Re: Xcode - An Apple Embarrassment
Re: Xcode - An Apple Embarrassment
- Subject: Re: Xcode - An Apple Embarrassment
- From: George Toledo <email@hidden>
- Date: Thu, 01 Mar 2012 09:01:05 -0500
I'm not sure how/why this has spilled over to the Cocoa list, but out of curiosity Wade, did you work there after Xcode 4's release? If not, I think the argument is slightly specious.

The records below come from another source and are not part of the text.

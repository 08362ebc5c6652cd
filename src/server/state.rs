use axum::extract::FromRef;

use crate::ledger::PointLedger;
use std::sync::Arc;
use std::time::Instant;

use super::ServerConfig;

pub type GuardedPointLedger = Arc<PointLedger>;

#[derive(Clone)]
pub struct ServerState {
    pub config: ServerConfig,
    pub start_time: Instant,
    pub ledger: GuardedPointLedger,
    pub version: String,
}

impl ServerState {
    pub fn new(config: ServerConfig, ledger: GuardedPointLedger) -> Self {
        ServerState {
            config,
            start_time: Instant::now(),
            ledger,
            version: env!("CARGO_PKG_VERSION").to_string(),
        }
    }
}

impl FromRef<ServerState> for GuardedPointLedger {
    fn from_ref(input: &ServerState) -> Self {
        input.ledger.clone()
    }
}

impl FromRef<ServerState> for ServerConfig {
    fn from_ref(input: &ServerState) -> Self {
        input.config.clone()
    }
}
#[cfg(feature = "slowdown")]
mod random_slowdown;
mod requests_logging;

#[cfg(feature = "slowdown")]
pub use random_slowdown::slowdown_request;
pub use requests_logging::{log_requests, RequestsLoggingLevel};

Does anyone require devs at Apple to use Xcode 4, or conform to the broken technologies that are foisted upon outside Developers? I don't know... totally rhetorical, but I'd hope not, because as bad as it is to have this put upon us, I'd hate to think they're using this trash across the board.
-gt
> Message: 4
> Date: Wed, 29 Feb 2012 16:41:27 -0800
> From: Wade Tregaskis <email@hidden>
> To: Matt Neuburg <email@hidden>
> Cc: "email@hidden" <email@hidden>, Joar
> Wingfors <email@hidden>
> Subject: Re: Xcode - An Apple Embarrassment
> Message-ID: <email@hidden>
> Content-Type: text/plain; CHARSET=US-ASCII
>
>> *No*. I've said it before (right here) and I'll say it again; this is *not* jumping to the documentation, and it is *not* doing what Xcode 3 did. It switches to the documentation window and it enters the double-clicked word into the search field, and it does the search, but it ****doesn't display the actual documentation**** on the double-clicked word.
>
> Indeed, the regressions around this simple piece of functionality are disturbing. I also find that it rarely handles double clicks correctly. I have to triple or quadruple-click much of the time. It's often faster to just bring up the organiser (command-shift-2, obviously) and navigate to the desired docs directly, than play some kind of bizarro skill game with my mouse button.
>
>> Once again I put forward my pet wild-and-crazy "dog food" theory that the people at Apple do not actually *use* Xcode for serious work. I know it sounds wild and crazy, but I have two kinds of evidence for this theory:
>
> Occam's razor (and my own nearly four years working on developer tools at Apple) will present a different explanation: Xcode is used exhaustively within Apple, but the Xcode team just aren't good at producing a solid product. I'm not sure why that is; all the people I know on the Xcode team are very good developers, at least individually.
>
> Someone else pretty well hit the nail on the head earlier when they suggested that developer tools just aren't given much top-level interest. I don't know if that can be blamed for the end result though.